Objective: An increasing number of fusiform vertebral artery aneurysms (FVAA) were treated by endovascular interventions. Microsurgical clipping of these lesions disappeared from routine operative theatre even in neurovascular centers. Still, microsurgery may be an option in patients with FVAA in very experienced hands.

Method: During the last 6 years, seven patients with FVAA underwent microsurgical clipping procedures. Five patients suffered from SAH, and two patients had asymptomatic aneurysm. Cerebral DSA, CTA and MRI were performed preoperatively, DSA and CCT postoperatively in every patient. The FVAA morphologically were characterized into two different types according to the appearance in DSA. Type I defined an aneurysm with at least 50 percent fusiform and significant saccular component, Type II an aneurysm with exclusively fusiform component. The intraoperative photographs and videos were analyzed postoperatively.

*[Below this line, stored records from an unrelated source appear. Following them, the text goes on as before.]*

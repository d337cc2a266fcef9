// src/digest/mod.rs
pub mod chunker;
pub mod collector;
pub mod prompt;
pub mod scheduler;
pub mod summarizer;

use std::fmt;
use std::time::Duration;

use crate::chat::ChannelId;

/// Named partition of channels sharing one digest destination.
#[derive(Debug, Clone, Copy, PartialEq, Eq, serde::Deserialize)]
#[serde(rename_all = "lowercase")]
pub enum Category {
    Security,
    Tech,
}

impl Category {
    pub fn label(&self) -> &'static str {
        match self {
            Category::Security => "Security",
            Category::Tech => "Tech",
        }
    }

    /// Heading used on posted digests.
    pub fn heading(&self) -> &'static str {
        match self {
            Category::Security => "🛡️ Security",
            Category::Tech => "📡 Tech",
        }
    }
}

impl fmt::Display for Category {
    fn fmt(&self, f: &mut fmt::Formatter<'_>) -> fmt::Result {
        f.write_str(self.label())
    }
}

/// Static channel-group configuration. Membership across groups is
/// assumed disjoint; the collector additionally refuses channels outside
/// the active group's member set.
#[derive(Debug, Clone)]
pub struct ChannelGroup {
    pub category: Category,
    pub member_channels: Vec<ChannelId>,
    pub output_channel: ChannelId,
}

/// Parameters of one summary run. The startup run looks further back and
/// gives the generator more time; the label suffix marks its output.
#[derive(Debug, Clone, Copy)]
pub struct RunProfile {
    pub lookback: chrono::Duration,
    pub generate_timeout: Duration,
    pub label_suffix: Option<&'static str>,
}

impl RunProfile {
    pub fn startup() -> Self {
        Self {
            lookback: chrono::Duration::hours(24),
            generate_timeout: Duration::from_secs(90),
            label_suffix: Some(" - Last 24 Hours"),
        }
    }

    pub fn periodic() -> Self {
        Self {
            lookback: chrono::Duration::minutes(90),
            generate_timeout: Duration::from_secs(30),
            label_suffix: None,
        }
    }
}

Results: Indication for microsurgery was type I FVAA in 3 patients and type II in 4 patients. The far lateral approach was used in every patient. In all patients with type I FVAA and two patients with type II FVAA, direct aneurysm clipping and main vessel remodeling were achieved with preservation of the PICA. In one patient with type II aneurysm, proximal VA clip ligation with preservation of the PICA was performed. In the remaining patient with type II FVAA, trapping of the aneurysm with PICA preservation was achieved. In six patients, postoperative DSA showed complete aneurysm occlusion with PICA preservation. One patient with type I FVAA and preoperatively multiple SAHs sustained severe complication during tracheostomy tube change six weeks after surgery with fatal outcome. At the three-months-examination, six patients were alive. They presented an excellent, good, or fair neurological result (GOS 5 in three patients, GOS 4 in one patient, GOS 3 in two patients).

Conclusions: In type I aneurysms, direct aneurysm clipping is effective and safe. Occasionally, direct aneurysm clipping with main vessel remodeling is feasible in type II FVAA. Aneurysm trapping by clip insertion is the safest microsurgical treatment method in the type II lesions. In all patients, the risk and benefit of both microsurgery and endovascular treatment have to be compared by the neurovascular board. Naturally, the skills and experience of the microneurosurgeon are crucial in decision making.